Injured diver calls for tougher skipper ticket

Geoff Beacroft recovers at home after his three-week stint in hospital.

MEDICAL experts warned 10 years ago that WA would face more boating accidents like one that recently cost local free diver Geoff Beacroft one of his fingers. 

Mr Beacroft was diving in Cockburn Sound with close friend Ron Pitcher on March 26 at around 8.30am. After 30 minutes in the water a speedboat ran him over, severing three fingers of his right hand, breaking one of his legs and leaving him with deep lacerations and a three-week stay at Royal Perth Hospital.

The skipper of the vessel claimed not to have seen the blue and white “diver-down” flag attached to Mr Beacroft, despite relatively calm conditions. 

There were a half-dozen boats off Woodman Point while the pair were diving, and Mr Beacroft says at least one other had a diving flag in the water at the same time.


Mr Beacroft, who had two of his fingers re-attached during six bouts of surgery, reckons the skipper was going too fast and too close to the diving boats.

It highlighted need for improved safety awareness on the water as the number of new skippers and vessels had increased significantly since early 2020 when Covid-19 scuttled all overseas travel plans. 

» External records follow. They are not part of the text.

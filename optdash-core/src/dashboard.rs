//! Dashboard session: scanner and deep-dive orchestration over one provider.
//!
//! The session owns the TTL caches. Each deep-dive stage returns a
//! [`Section`] so a front-end renders whatever succeeded and a message for
//! whatever did not.

use chrono::{Local, NaiveDate};
use serde::Serialize;
use thiserror::Error;
use tracing::{debug, info, warn};

use crate::analysis::{analyze, suggest_with, Suggestion, TechnicalReport};
use crate::cache::{Fingerprint, TtlCache};
use crate::config::DashboardConfig;
use crate::data::{DashboardProvider, DataError, GreeksProvider, ScanProgress};
use crate::domain::{bar::last_close, normalize_ticker, OptionChain, OptionQuote, OptionSide, PriceBar};
use crate::greeks::{enrich_chain, BlackScholesGreeks};
use crate::scanner::{run_scan, ScanRow};
use crate::section::Section;

/// Failures that abort the whole deep dive.
#[derive(Debug, Clone, Error, PartialEq)]
pub enum DeepDiveError {
    #[error("enter a ticker for the deep dive")]
    EmptyTicker,

    #[error("could not fetch a price for {ticker}; check the symbol (.NS) and your connection")]
    PriceUnavailable { ticker: String },
}

/// Calls and puts with Greeks for one expiry.
#[derive(Debug, Clone, Serialize)]
pub struct ChainView {
    pub expiry: NaiveDate,
    pub calls: Vec<OptionQuote>,
    pub puts: Vec<OptionQuote>,
}

impl ChainView {
    pub fn side(&self, side: OptionSide) -> &[OptionQuote] {
        match side {
            OptionSide::Call => &self.calls,
            OptionSide::Put => &self.puts,
        }
    }
}

/// Everything shown for the deep-dive ticker.
#[derive(Debug, Clone, Serialize)]
pub struct DeepDive {
    pub ticker: String,
    pub price: f64,
    pub technical: Section<TechnicalReport>,
    /// Listed expiries, nearest first. Empty when unavailable.
    pub expiries: Vec<NaiveDate>,
    /// ATM implied volatility of the nearest expiry, in percent.
    pub atm_iv: Section<f64>,
    pub suggestion: Section<Suggestion>,
    pub chain: Section<ChainView>,
}

pub struct Dashboard {
    provider: Box<dyn DashboardProvider>,
    config: DashboardConfig,
    scan_cache: TtlCache<Vec<ScanRow>>,
    chain_cache: TtlCache<OptionChain>,
    as_of: Option<NaiveDate>,
}

impl Dashboard {
    pub fn new(provider: Box<dyn DashboardProvider>, config: DashboardConfig) -> Self {
        let ttl = config.cache_ttl();
        Self {
            provider,
            config,
            scan_cache: TtlCache::new(ttl),
            chain_cache: TtlCache::new(ttl),
            as_of: None,
        }
    }

    /// Pin the valuation date used for time to expiry (defaults to today).
    pub fn with_as_of(mut self, as_of: NaiveDate) -> Self {
        self.as_of = Some(as_of);
        self
    }

    pub fn config(&self) -> &DashboardConfig {
        &self.config
    }

    pub fn provider_name(&self) -> &str {
        self.provider.name()
    }

    fn today(&self) -> NaiveDate {
        self.as_of.unwrap_or_else(|| Local::now().date_naive())
    }

    /// Drop cached scan and chain results.
    pub fn invalidate(&mut self) {
        self.scan_cache.clear();
        self.chain_cache.clear();
    }

    /// Entries currently held across the scan and chain caches.
    pub fn cached_entries(&self) -> usize {
        self.scan_cache.len() + self.chain_cache.len()
    }

    /// One row per ticker, served from the cache while fresh.
    pub fn scan(&mut self, tickers: &[String], progress: &dyn ScanProgress) -> Vec<ScanRow> {
        let tickers: Vec<String> = tickers
            .iter()
            .map(|t| normalize_ticker(t))
            .filter(|t| !t.is_empty())
            .collect();
        let key = Fingerprint::for_tickers(&tickers);
        if let Some(rows) = self.scan_cache.get(&key) {
            debug!(%key, "scan served from cache");
            return rows;
        }

        info!(count = tickers.len(), provider = self.provider.name(), "running scan");
        let rows = run_scan(self.provider.as_ref(), &tickers, progress);
        self.scan_cache.insert(key, rows.clone());
        rows
    }

    fn fetch_history(&self, ticker: &str) -> Result<Vec<PriceBar>, DataError> {
        self.provider.history(ticker, self.config.deep_dive.history_days)
    }

    /// Last close, falling back to the live quote.
    fn resolve_price(&self, ticker: &str, bars: &[PriceBar]) -> Result<f64, DeepDiveError> {
        let from_history = last_close(bars).filter(|p| *p > 0.0);
        let price = match from_history {
            Some(p) => Some(p),
            None => match self.provider.quote(ticker) {
                Ok(q) if q.price > 0.0 => Some(q.price),
                Ok(_) => None,
                Err(e) => {
                    warn!(ticker, error = %e, "quote failed");
                    None
                }
            },
        };
        price.ok_or_else(|| DeepDiveError::PriceUnavailable {
            ticker: ticker.to_string(),
        })
    }

    fn cached_chain(&mut self, ticker: &str, expiry: NaiveDate) -> Result<OptionChain, DataError> {
        let key = Fingerprint::for_chain(ticker, expiry);
        if let Some(chain) = self.chain_cache.get(&key) {
            return Ok(chain);
        }
        let chain = self.provider.chain(ticker, expiry)?;
        self.chain_cache.insert(key, chain.clone());
        Ok(chain)
    }

    fn chain_view(&mut self, ticker: &str, expiry: NaiveDate, spot: f64) -> Section<ChainView> {
        match self.cached_chain(ticker, expiry) {
            Ok(chain) => {
                let rate = self.config.options.risk_free_rate;
                let today = self.today();
                Section::Ready(ChainView {
                    expiry,
                    calls: enrich_chain(&chain, OptionSide::Call, spot, rate, today),
                    puts: enrich_chain(&chain, OptionSide::Put, spot, rate, today),
                })
            }
            Err(e) => {
                warn!(ticker, %expiry, error = %e, "option chain failed");
                Section::Failed(format!("error fetching option chain Greeks: {e}"))
            }
        }
    }

    fn expiries_section(&self, ticker: &str) -> Section<Vec<NaiveDate>> {
        match self.provider.expiries(ticker) {
            Ok(dates) if dates.is_empty() => {
                Section::Unavailable(format!("no option chain data available for {ticker}"))
            }
            Ok(dates) => Section::Ready(dates),
            Err(e) => {
                warn!(ticker, error = %e, "expiry lookup failed");
                Section::Failed(format!("error fetching option expiries: {e}"))
            }
        }
    }

    /// ATM call IV in percent for the nearest expiry; 0 when it has no calls.
    fn atm_iv(&mut self, ticker: &str, nearest: NaiveDate, spot: f64) -> Section<f64> {
        match self.cached_chain(ticker, nearest) {
            Ok(chain) => Section::Ready(
                chain
                    .at_the_money(OptionSide::Call, spot)
                    .map(|c| c.implied_vol * 100.0)
                    .unwrap_or(0.0),
            ),
            Err(e) => Section::Failed(format!("error generating strategy: {e}")),
        }
    }

    /// Full analysis of one ticker. Aborts only when no price can be found.
    pub fn deep_dive(&mut self, raw_ticker: &str) -> Result<DeepDive, DeepDiveError> {
        let ticker = normalize_ticker(raw_ticker);
        if ticker.is_empty() {
            return Err(DeepDiveError::EmptyTicker);
        }
        info!(ticker = %ticker, "deep dive");

        let history = self.fetch_history(&ticker);
        let bars: &[PriceBar] = match &history {
            Ok(bars) => bars,
            Err(e) => {
                warn!(ticker = %ticker, error = %e, "history fetch failed");
                &[]
            }
        };
        let price = self.resolve_price(&ticker, bars)?;

        let technical = match &history {
            Ok(bars) => analyze(bars, &self.config.thresholds.rsi),
            Err(e) => Section::Failed(format!("could not fetch history: {e}")),
        };

        let expiries = self.expiries_section(&ticker);
        let nearest = expiries.as_ref().and_then(|dates| nearest_expiry(&ticker, dates));
        let atm_iv = nearest.clone().and_then(|d| self.atm_iv(&ticker, d, price));

        let iv_levels = self.config.thresholds.iv;
        let suggestion = technical.as_ref().and_then(|report| {
            atm_iv.as_ref().map(|iv| {
                suggest_with(*iv, report.status.rsi, report.status.macd, &iv_levels)
            })
        });

        let chain = nearest.and_then(|d| self.chain_view(&ticker, d, price));

        Ok(DeepDive {
            expiries: expiries.ready().cloned().unwrap_or_default(),
            ticker,
            price,
            technical,
            atm_iv,
            suggestion,
            chain,
        })
    }

    /// Greeks table for `expiry`, or the nearest expiry when `None`.
    ///
    /// Priced off the live quote; a missing spot is a hard error like in
    /// [`Dashboard::deep_dive`].
    pub fn option_chain(
        &mut self,
        raw_ticker: &str,
        expiry: Option<NaiveDate>,
    ) -> Result<Section<ChainView>, DeepDiveError> {
        let ticker = normalize_ticker(raw_ticker);
        if ticker.is_empty() {
            return Err(DeepDiveError::EmptyTicker);
        }

        let expiry = match expiry {
            Some(date) => date,
            None => {
                let nearest = self
                    .expiries_section(&ticker)
                    .and_then(|dates| nearest_expiry(&ticker, &dates));
                match nearest.into_ready() {
                    Ok(date) => date,
                    Err(other) => return Ok(other),
                }
            }
        };

        match self.greeks_view(&ticker, expiry) {
            Ok(view) => Ok(Section::Ready(view)),
            Err(DataError::NoSpotPrice { .. }) => Err(DeepDiveError::PriceUnavailable { ticker }),
            Err(e) => {
                warn!(ticker, %expiry, error = %e, "option chain failed");
                Ok(Section::Failed(format!("error fetching option chain Greeks: {e}")))
            }
        }
    }

    /// Both sides through the `GreeksProvider`, spot from the live quote.
    fn greeks_view(&self, ticker: &str, expiry: NaiveDate) -> Result<ChainView, DataError> {
        let greeks = BlackScholesGreeks::new(self.provider.as_ref(), self.today());
        let rate = self.config.options.risk_free_rate;
        Ok(ChainView {
            expiry,
            calls: greeks.greeks(ticker, expiry, OptionSide::Call, rate)?,
            puts: greeks.greeks(ticker, expiry, OptionSide::Put, rate)?,
        })
    }

    /// Greeks table for another expiry of an existing deep dive.
    pub fn chain_for(&mut self, dive: &DeepDive, expiry: NaiveDate) -> Section<ChainView> {
        let ticker = dive.ticker.clone();
        self.chain_view(&ticker, expiry, dive.price)
    }
}

fn nearest_expiry(ticker: &str, dates: &[NaiveDate]) -> Section<NaiveDate> {
    match dates.first() {
        Some(&d) => Section::Ready(d),
        None => Section::Unavailable(format!("no option chain data available for {ticker}")),
    }
}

A decade ago, a report in the Medical Journal of Australia highlighted the traumatic injuries from boating and small watercraft activities, the authors arguing for more awareness campaigns about the risks and a need for safer products on the market, including propeller guards.

 “There has been little progress in the design of safety features for power boats in recent years,” the article noted.

“[Propeller guards] are still a relatively unknown idea in Australia, and some retailers suggest that uptake may not be universal among new boat owners.” They cite concerns from a local retailer that the loss of speed would be a deterrent.

“Currently, there is little coverage of this issue in the Australian literature.”

Messrs Beacroft and Pitcher have been free diving together for 43 years, and both have had close calls in the past. Several close friends in the WA Undersea Club have also been injured. 

They say maritime safety in Perth waters needs overhauling and want more training and refresher courses before a recreational skipper’s ticket is issued.  They say many skippers “don’t recognise the diver down flag”. 

They also want restrictions over the size of boats that new skippers can operate.

“It is far too easy to get an RST,” Mr Beacroft said, adding it took almost no experience and the test only took 40 minutes. He reckons there are near misses on “just about every dive”. 


He said following his dreadful experience, he wanted to make it is his life mission to improve waterway safety.

Mr Pitcher has also questioned the colours of the diver-down flag, saying its white and blue swallowtail burgee might not stand out enough against blue water.

As scuba diving emerged as a recreational past time in the 1950s, Michigan dive store owner Denzel Dockery invented a red flag with a white stripe as a warning for other boaters. It’s popularity took off and the design even made its way down under where it was adopted for a while by NSW.

But the British ministry of transport had other ideas, declaring the antipodeans had to adopt two flags (representing the letters D and H in the nautical flag system) because they were already known internationally.

But just to be sure, they also recommended the American design also be attached to a float nearby.

The whole situation was confusing, but it lasted almost a decade until the Intergovernmental Maritime Consultative Organisation adopted a new International Code of Signals in 1969 with the now familiar blue and white design of Flag A.

The Herald contacted the Department of Transport’s marine division for a response.